For reasons I’ve blogged about before, I’m not surprised that the Court decided to hear this Appointments Clause challenge to administrative patent judges at the U.S. Patent and Trademark Office. But I hope Congress will fix the issue before the Court has to weigh in.
In The New World of Agency Adjudication, Melissa Wasserman and I flagged this as a potential constitutional issue — i.e., that the agency head does not have final decisionmaking authority over decisions from Patent Trial and Appeal Board (PTAB). As we explored in that article, the PTAB is an outlier in that sense, so this constitutional challenge is narrow and only affects administrative adjudication systems where the agency head lacks final decisionmaking authority — a very, very small subset of adjudicative systems.
If I had to make a prediction, I think the Supreme Court will agree with the Federal Circuit’s formalist approach to the Appointments Clause issue. But I have no confidence they will agree that the remedy (to make the administrative patent judges removable at will) cures the constitutional defect. Perhaps more importantly, that remedy, as a policy matter, is awful. It increases constitutional tensions in agency adjudication between the decisional independence of administrative judges and the political control of agency adjudication. I’ve written more about those constitutional tensions here.
Ultimately, I hope the Supreme Court doesn’t have to figure out the remedy. Congress should act. And the legislative fix is simple: amend the Patent Act to give the agency head final decisionmaking authority and reinstate the modest tenure protections. I’m not alone in recommending that. In August, the ABA House of Delegates adopted Resolution 108A, which was co-sponsored by the ABA Section of Administrative Law and Regulatory Practice. Resolution 108A urges Congress to make this legislative fix (though it is more flexible than I would recommend on how to how to structure the legislation):
RESOLVED, That the American Bar Association urges Congress to enact legislation authorizing one or more principal officers, who are appointed by the President and confirmed by the Senate, to review decisions of the Patent Trial and Appeal Board (PTAB) determining the patentability of any claim reviewed by the PTAB before such decisions become final decisions of the U.S. Patent and Trademark Office (USPTO), and that the legislation should also restore Title 5 removal protections for Administrative Patent Judges (APJs) of the PTAB.

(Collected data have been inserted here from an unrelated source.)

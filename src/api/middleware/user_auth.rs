//! Access-token extractor (Bearer header or `access_token` cookie)

use axum::{
    extract::FromRequestParts,
    http::{header, request::Parts, HeaderMap},
};
use axum_extra::extract::cookie::CookieJar;
use tracing::debug;

use crate::api::auth::cookies::{token_from_jar, ACCESS_TOKEN_COOKIE};
use crate::api::state::AppState;
use crate::api::types::ApiError;
use crate::domain::token::{TokenClaims, TokenKind};
use crate::domain::DomainError;

/// Extractor that requires a valid access token
///
/// Reads `Authorization: Bearer <token>`, falling back to the
/// `access_token` cookie. The token is trusted until it expires, so the
/// store is not consulted here.
#[derive(Debug, Clone)]
pub struct RequireAccessToken(pub TokenClaims);

impl FromRequestParts<AppState> for RequireAccessToken {
    type Rejection = ApiError;

    async fn from_request_parts(
        parts: &mut Parts,
        state: &AppState,
    ) -> Result<Self, Self::Rejection> {
        let token = extract_access_token(&parts.headers)?;

        debug!("Validating access token");

        let claims = state.credential_service.validate_token(&token)?;
        claims
            .require_kind(TokenKind::Access)
            .map_err(DomainError::from)?;

        Ok(RequireAccessToken(claims))
    }
}

/// Bearer header first, then the access token cookie
pub fn extract_access_token(headers: &HeaderMap) -> Result<String, ApiError> {
    extract_bearer_token(headers).or_else(|missing| {
        token_from_jar(&CookieJar::from_headers(headers), ACCESS_TOKEN_COOKIE).ok_or(missing)
    })
}

/// Extract the bearer token from the Authorization header
pub fn extract_bearer_token(headers: &HeaderMap) -> Result<String, ApiError> {
    if let Some(auth_header) = headers.get(header::AUTHORIZATION) {
        let auth_str = auth_header
            .to_str()
            .map_err(|_| ApiError::bad_request("Invalid Authorization header encoding"))?;

        if let Some(token) = auth_str.strip_prefix("Bearer ") {
            return Ok(token.trim().to_string());
        }
    }

    Err(ApiError::unauthorized(
        "Authentication required. Provide an access token via 'Authorization: Bearer <token>' header or the access_token cookie",
    )
    .with_code("missing_token"))
}

#[cfg(test)]
mod tests {
    use super::*;
    use axum::http::StatusCode;

    #[test]
    fn test_extract_bearer_token() {
        let mut headers = HeaderMap::new();
        headers.insert(
            header::AUTHORIZATION,
            "Bearer eyJhbGciOiJIUzI1NiJ9.test".parse().unwrap(),
        );

        assert_eq!(
            extract_bearer_token(&headers).unwrap(),
            "eyJhbGciOiJIUzI1NiJ9.test"
        );
    }

    #[test]
    fn test_missing_token() {
        let err = extract_bearer_token(&HeaderMap::new()).unwrap_err();

        assert_eq!(err.status, StatusCode::UNAUTHORIZED);
        assert_eq!(err.response.error.code.as_deref(), Some("missing_token"));
    }

    #[test]
    fn test_invalid_auth_scheme() {
        let mut headers = HeaderMap::new();
        headers.insert(header::AUTHORIZATION, "Basic dXNlcjpwYXNz".parse().unwrap());

        assert!(extract_bearer_token(&headers).is_err());
    }

    #[test]
    fn test_access_token_cookie_fallback() {
        let mut headers = HeaderMap::new();
        headers.insert(header::COOKIE, "theme=dark; access_token=from-cookie".parse().unwrap());

        assert_eq!(extract_access_token(&headers).unwrap(), "from-cookie");

        headers.insert(header::AUTHORIZATION, "Bearer from-header".parse().unwrap());
        assert_eq!(extract_access_token(&headers).unwrap(), "from-header");
    }

    #[test]
    fn test_refresh_cookie_is_not_an_access_token() {
        let mut headers = HeaderMap::new();
        headers.insert(header::COOKIE, "refresh_token=abc".parse().unwrap());

        let err = extract_access_token(&headers).unwrap_err();
        assert_eq!(err.response.error.code.as_deref(), Some("missing_token"));
    }

    #[test]
    fn test_trimmed_token() {
        let mut headers = HeaderMap::new();
        headers.insert(
            header::AUTHORIZATION,
            "Bearer   token-with-spaces   ".parse().unwrap(),
        );

        assert_eq!(extract_bearer_token(&headers).unwrap(), "token-with-spaces");
    }
}
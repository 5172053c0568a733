//! Serve command - runs the HTTP API server

use std::net::SocketAddr;

use axum::Router;
use tokio::net::TcpListener;
use tokio::signal;
use tracing::info;

use crate::api::{create_router, AppState};
use crate::config::AppConfig;
use crate::infrastructure::logging;
use crate::infrastructure::observability::{create_metrics_router, init_metrics};

/// Run the API server until Ctrl+C or SIGTERM
pub async fn run() -> anyhow::Result<()> {
    dotenvy::dotenv().ok();

    let config = AppConfig::load()?;
    logging::init_logging(&config.logging);

    let state = crate::create_app_state_with_config(&config).await?;
    let app = build_app(state, &config);

    let addr = build_socket_addr(&config)?;
    info!("Starting credential gateway on {}", addr);

    let listener = TcpListener::bind(addr).await?;

    axum::serve(listener, app)
        .with_graceful_shutdown(shutdown_signal())
        .await?;

    info!("Server shutdown complete");

    Ok(())
}

fn build_app(state: AppState, config: &AppConfig) -> Router {
    let router = create_router(state);

    match init_metrics(&config.metrics) {
        Some(metrics) => router.merge(create_metrics_router(metrics, &config.metrics.path)),
        None => router,
    }
}

async fn shutdown_signal() {
    let ctrl_c = async {
        if let Err(e) = signal::ctrl_c().await {
            tracing::error!("Failed to install Ctrl+C handler: {}", e);
            std::future::pending::<()>().await;
        }
    };

    #[cfg(unix)]
    let terminate = async {
        match signal::unix::signal(signal::unix::SignalKind::terminate()) {
            Ok(mut sigterm) => {
                sigterm.recv().await;
            }
            Err(e) => {
                tracing::error!("Failed to install SIGTERM handler: {}", e);
                std::future::pending::<()>().await;
            }
        }
    };

    #[cfg(not(unix))]
    let terminate = std::future::pending::<()>();

    tokio::select! {
        _ = ctrl_c => {
            info!("Received Ctrl+C, initiating graceful shutdown");
        }
        _ = terminate => {
            info!("Received SIGTERM, initiating graceful shutdown");
        }
    }
}

fn build_socket_addr(config: &AppConfig) -> anyhow::Result<SocketAddr> {
    Ok(SocketAddr::from((
        config.server.host.parse::<std::net::IpAddr>()?,
        config.server.port,
    )))
}
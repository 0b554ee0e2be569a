//! # Dispatcher
//!
//! The [`Dispatcher`] turns a [`LogicalRequest`] into a gRPC call and its result into JSON.
//!
//! For every request it:
//!
//! 1. Resolves the client credentials (once per client, see [`credentials`]).
//! 2. Fetches or builds the [`Stub`] of the logical service. Stubs are cached per dispatcher.
//! 3. Strips pagination control fields and translates field names to the wire convention
//!    (`snake_case`).
//! 4. Encodes the fields against the method input, failing before any call on a mismatch.
//! 5. Invokes the RPC under a deadline and the [`retry`] policy.
//!
//! Responses keep the proto field names. Failures carry the HTTP status paired with the
//! gRPC code (see [`crate::grpc::status`]).
//!
//! ## Example
//!
//! ```rust,no_run
//! use cloudrpc_core::client::{
//!     Dispatcher, LogicalRequest, ProtoService, ServiceDescriptor,
//!     credentials::StaticTokenProvider,
//! };
//! use cloudrpc_core::config::ClientConfig;
//! use std::sync::Arc;
//!
//! # async fn run() -> Result<(), Box<dyn std::error::Error>> {
//! let descriptor = ServiceDescriptor::new("pubsub", "v1", "https://pubsub.googleapis.com")
//!     .with_proto_service(
//!         "Publisher",
//!         ProtoService::new("google/pubsub/v1/pubsub.binpb", "google.pubsub.v1.Publisher"),
//!     );
//!
//! let dispatcher = Dispatcher::new(descriptor, ClientConfig::from_env()?)
//!     .with_token_provider(Arc::new(StaticTokenProvider::new("ya29.token")));
//!
//! let _topic = dispatcher
//!     .dispatch(
//!         LogicalRequest::new("Publisher", "GetTopic")
//!             .with_field("topic", serde_json::json!("projects/p/topics/t")),
//!     )
//!     .await?;
//! # Ok(())
//! # }
//! ```
pub mod connector;
pub mod credentials;
pub mod retry;
mod stub_cache;
mod types;

pub use stub_cache::StubCache;
pub use types::*;

use crate::{
    BoxError,
    config::ClientConfig,
    error::{ConfigurationError, DispatchError, ProtocolError},
    fields,
    grpc::client::CallOptions,
    paginate::{self, Page, PageSource, PagedQuery, Paginated},
    proto::{
        loader::ProtoLoader,
        stub::{Stub, encode_request},
    },
};
use connector::{ChannelConnector, Connector, SharedService};
use credentials::{CredentialHandle, CredentialResolver, TokenProvider};
use futures_util::{Stream, stream::BoxStream};
use http_body::Body as HttpBody;
use prost_reflect::{DynamicMessage, MethodDescriptor};
use retry::RetryPolicy;
use serde_json::Value;
use std::{fmt::Debug, path::PathBuf, sync::Arc};
use tokio::time::Instant;
use tonic::{client::GrpcService, transport::Channel};
use tracing::debug;

/// Dispatches logical requests to the services of one [`ServiceDescriptor`].
///
/// Dispatch takes `&self`: a dispatcher can be shared (e.g. behind an `Arc`) by concurrent
/// tasks, which then share its stubs and credentials.
pub struct Dispatcher<S = Channel> {
    descriptor: ServiceDescriptor,
    config: ClientConfig,
    loader: ProtoLoader,
    connector: Box<dyn Connector<S>>,
    credentials: CredentialResolver,
    stubs: StubCache<S>,
    retry: RetryPolicy,
}

impl Dispatcher<Channel> {
    /// A dispatcher connecting to the URLs of `descriptor` over real channels.
    pub fn new(descriptor: ServiceDescriptor, config: ClientConfig) -> Self {
        Self::with_connector(descriptor, config, ChannelConnector)
    }
}

impl<S> Dispatcher<S>
where
    S: Clone + Send + Sync + 'static,
{
    /// A dispatcher sending every call to the in-process `service`.
    pub fn from_service(descriptor: ServiceDescriptor, config: ClientConfig, service: S) -> Self {
        Self::with_connector(descriptor, config, SharedService(service))
    }
}

impl<S> Dispatcher<S> {
    pub fn with_connector(
        descriptor: ServiceDescriptor,
        config: ClientConfig,
        connector: impl Connector<S> + 'static,
    ) -> Self {
        Self {
            loader: ProtoLoader::new(config.proto_dir.clone()),
            credentials: CredentialResolver::new(descriptor.security, None),
            retry: RetryPolicy::new(config.retry.clone()),
            connector: Box::new(connector),
            stubs: StubCache::default(),
            descriptor,
            config,
        }
    }

    /// Sets the source of access tokens for secure services.
    pub fn with_token_provider(mut self, provider: Arc<dyn TokenProvider>) -> Self {
        self.credentials = CredentialResolver::new(self.descriptor.security, Some(provider));
        self
    }

    /// Serves the proto services declared with `path` from an in-memory descriptor set.
    pub fn with_file_descriptor_set(
        mut self,
        path: impl Into<PathBuf>,
        bytes: &[u8],
    ) -> Result<Self, ConfigurationError> {
        self.loader = self.loader.with_file_descriptor_set(path, bytes)?;
        Ok(self)
    }

    pub fn descriptor(&self) -> &ServiceDescriptor {
        &self.descriptor
    }

    pub fn config(&self) -> &ClientConfig {
        &self.config
    }

    pub fn stubs(&self) -> &StubCache<S> {
        &self.stubs
    }

    /// Exchanges a new access token. Calls issued afterwards carry it.
    pub async fn refresh_credentials(&self) -> Result<(), DispatchError> {
        self.credentials.refresh().await.map(|_| ())
    }
}

/// A fully prepared call: everything a retry needs to reissue it.
struct PreparedCall<S> {
    stub: Stub<S>,
    method: MethodDescriptor,
    message: DynamicMessage,
    options: CallOptions,
}

impl<S> Dispatcher<S>
where
    S: GrpcService<tonic::body::Body> + Clone,
    S::Error: Into<BoxError>,
    S::ResponseBody: HttpBody<Data = tonic::codegen::Bytes> + Send + 'static,
    <S::ResponseBody as HttpBody>::Error: Into<BoxError> + Send,
{
    /// Executes a unary RPC and returns its response as JSON.
    ///
    /// # Returns
    ///
    /// * `Ok(Value)` - The response message, with proto field names. `Value::Null` when the
    ///   client is sandboxed.
    /// * `Err(DispatchError)` - See [`DispatchError`] for the failure classes.
    pub async fn dispatch(&self, request: LogicalRequest) -> Result<Value, DispatchError> {
        if self.config.sandboxed {
            debug!(
                service = %request.service,
                method = %request.method,
                "Sandboxed, skipping call"
            );
            return Ok(Value::Null);
        }

        let call = self.prepare(request, false).await?;

        self.retry
            .run(|| {
                let mut stub = call.stub.clone();
                let (method, message, options) =
                    (call.method.clone(), call.message.clone(), call.options.clone());
                async move { stub.call(method, message, options).await }
            })
            .await
    }

    /// Executes a server-streaming RPC.
    ///
    /// Starting the call is retried like [`Dispatcher::dispatch`]; a failure once messages
    /// flow ends the stream with that error. A sandboxed client returns an empty stream.
    pub async fn dispatch_stream(
        &self,
        request: LogicalRequest,
    ) -> Result<BoxStream<'static, Result<Value, DispatchError>>, DispatchError> {
        if self.config.sandboxed {
            debug!(
                service = %request.service,
                method = %request.method,
                "Sandboxed, skipping call"
            );
            return Ok(Box::pin(futures_util::stream::empty()));
        }

        let call = self.prepare(request, true).await?;

        self.retry
            .run(|| {
                let mut stub = call.stub.clone();
                let (method, message, options) =
                    (call.method.clone(), call.message.clone(), call.options.clone());
                async move { stub.call_streaming(method, message, options).await }
            })
            .await
    }

    /// Runs a list RPC, fetching one page or every page depending on
    /// [`PagedQuery::auto_paginate`].
    pub async fn list(
        &self,
        method: &ListMethod,
        query: PagedQuery,
    ) -> Result<Paginated<Value>, DispatchError> {
        paginate::run(ListPages::new(self, method), query).await
    }

    /// Streams the items of a list RPC, fetching pages as the stream is consumed.
    pub fn list_stream<'a>(
        &'a self,
        method: &'a ListMethod,
        query: PagedQuery,
    ) -> impl Stream<Item = Result<Value, DispatchError>> + 'a {
        paginate::into_stream(ListPages::new(self, method), query)
    }

    async fn prepare(
        &self,
        request: LogicalRequest,
        streaming: bool,
    ) -> Result<PreparedCall<S>, DispatchError> {
        let credentials = self.credentials.get().await?;
        let stub = self.stub(&request.service, &credentials)?;
        let method = stub.method(&request.method)?;

        let expected = if streaming { "server streaming" } else { "unary" };
        let actual = call_kind(&method);
        if actual != expected {
            return Err(ProtocolError::CallKindMismatch {
                method: method.full_name().to_string(),
                actual,
                expected,
            }
            .into());
        }

        let mut wire_fields = request.fields;
        fields::strip_control_fields(&mut wire_fields);
        let message = encode_request(&method, fields::snakeize(Value::Object(wire_fields)))?;

        let deadline = request
            .timeout
            .or(self.config.default_timeout)
            .map(|timeout| Instant::now() + timeout);

        debug!(
            service = %request.service,
            method = %method.full_name(),
            deadline = ?deadline,
            "Dispatching request"
        );

        Ok(PreparedCall {
            stub,
            method,
            message,
            options: CallOptions {
                headers: request.headers,
                authorization: credentials.authorization().cloned(),
                deadline,
            },
        })
    }

    fn stub(
        &self,
        service: &str,
        credentials: &CredentialHandle,
    ) -> Result<Stub<S>, DispatchError> {
        self.stubs.get_or_try_insert_with(service, || {
            let proto = self
                .descriptor
                .proto_services
                .get(service)
                .ok_or_else(|| ConfigurationError::UnknownService(service.to_string()))?;
            let base_url = proto.base_url.as_deref().unwrap_or(&self.descriptor.base_url);

            let constructor = self.loader.load(proto)?;
            let channel = self.connector.connect(base_url, credentials)?;

            debug!(service, grpc_service = %proto.service, base_url, "Created stub");
            Ok(constructor.construct(channel))
        })
    }
}

impl<S> Debug for Dispatcher<S> {
    fn fmt(&self, f: &mut std::fmt::Formatter<'_>) -> std::fmt::Result {
        f.debug_struct("Dispatcher")
            .field("descriptor", &self.descriptor)
            .field("config", &self.config)
            .field("credentials", &self.credentials)
            .finish_non_exhaustive()
    }
}

fn call_kind(method: &MethodDescriptor) -> &'static str {
    match (method.is_client_streaming(), method.is_server_streaming()) {
        (false, false) => "unary",
        (false, true) => "server streaming",
        (true, false) => "client streaming",
        (true, true) => "bidirectional streaming",
    }
}

/// A paginated list RPC.
///
/// The response is expected to carry the page items in a repeated field (`items_field`,
/// proto name) and the cursor of the next page in `next_page_token`.
#[derive(Debug, Clone, PartialEq, Eq)]
pub struct ListMethod {
    pub service: String,
    pub method: String,
    pub items_field: String,
}

impl ListMethod {
    pub fn new(
        service: impl Into<String>,
        method: impl Into<String>,
        items_field: impl Into<String>,
    ) -> Self {
        Self {
            service: service.into(),
            method: method.into(),
            items_field: items_field.into(),
        }
    }

    /// Extracts a page from one response of this method.
    ///
    /// A missing (or `null`) items field is an empty page. A `next_page_token` that is
    /// absent or empty ends the listing.
    pub fn page(&self, query: &PagedQuery, response: Value) -> Result<Page<Value>, ProtocolError> {
        let items = match response.get(&self.items_field) {
            None | Some(Value::Null) => Vec::new(),
            Some(Value::Array(items)) => items.clone(),
            Some(_) => {
                return Err(ProtocolError::UnexpectedResponse {
                    field: self.items_field.clone(),
                    reason: "is not a list",
                });
            }
        };

        let next_query = response
            .get("next_page_token")
            .and_then(Value::as_str)
            .filter(|token| !token.is_empty())
            .map(|token| query.with_page_token(token));

        Ok(Page {
            items,
            next_query,
            response,
        })
    }
}

struct ListPages<'a, S> {
    dispatcher: &'a Dispatcher<S>,
    method: &'a ListMethod,
}

impl<'a, S> ListPages<'a, S> {
    fn new(dispatcher: &'a Dispatcher<S>, method: &'a ListMethod) -> Self {
        Self { dispatcher, method }
    }
}

impl<S> PageSource for ListPages<'_, S>
where
    S: GrpcService<tonic::body::Body> + Clone,
    S::Error: Into<BoxError>,
    S::ResponseBody: HttpBody<Data = tonic::codegen::Bytes> + Send + 'static,
    <S::ResponseBody as HttpBody>::Error: Into<BoxError> + Send,
{
    type Item = Value;
    type Error = DispatchError;

    async fn fetch_page(&mut self, query: &PagedQuery) -> Result<Page<Value>, DispatchError> {
        let mut request = LogicalRequest::new(&self.method.service, &self.method.method);
        request.fields = query.wire_fields();

        let response = self.dispatcher.dispatch(request).await?;
        Ok(self.method.page(query, response)?)
    }
}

Of course, lurking in the background is a much larger constitutional challenge: whether administrative judges must be removable at will by the agency head. In Fleming v. USDA, No. 17-1246, the D.C. Circuit is presently considering that issue, which would have dramatic implications for agency adjudications across the federal regulatory state. This case, by contrast, presents a constitutional question much narrower in reach — and one that Congress could easily address in legislation that should garner bipartisan support.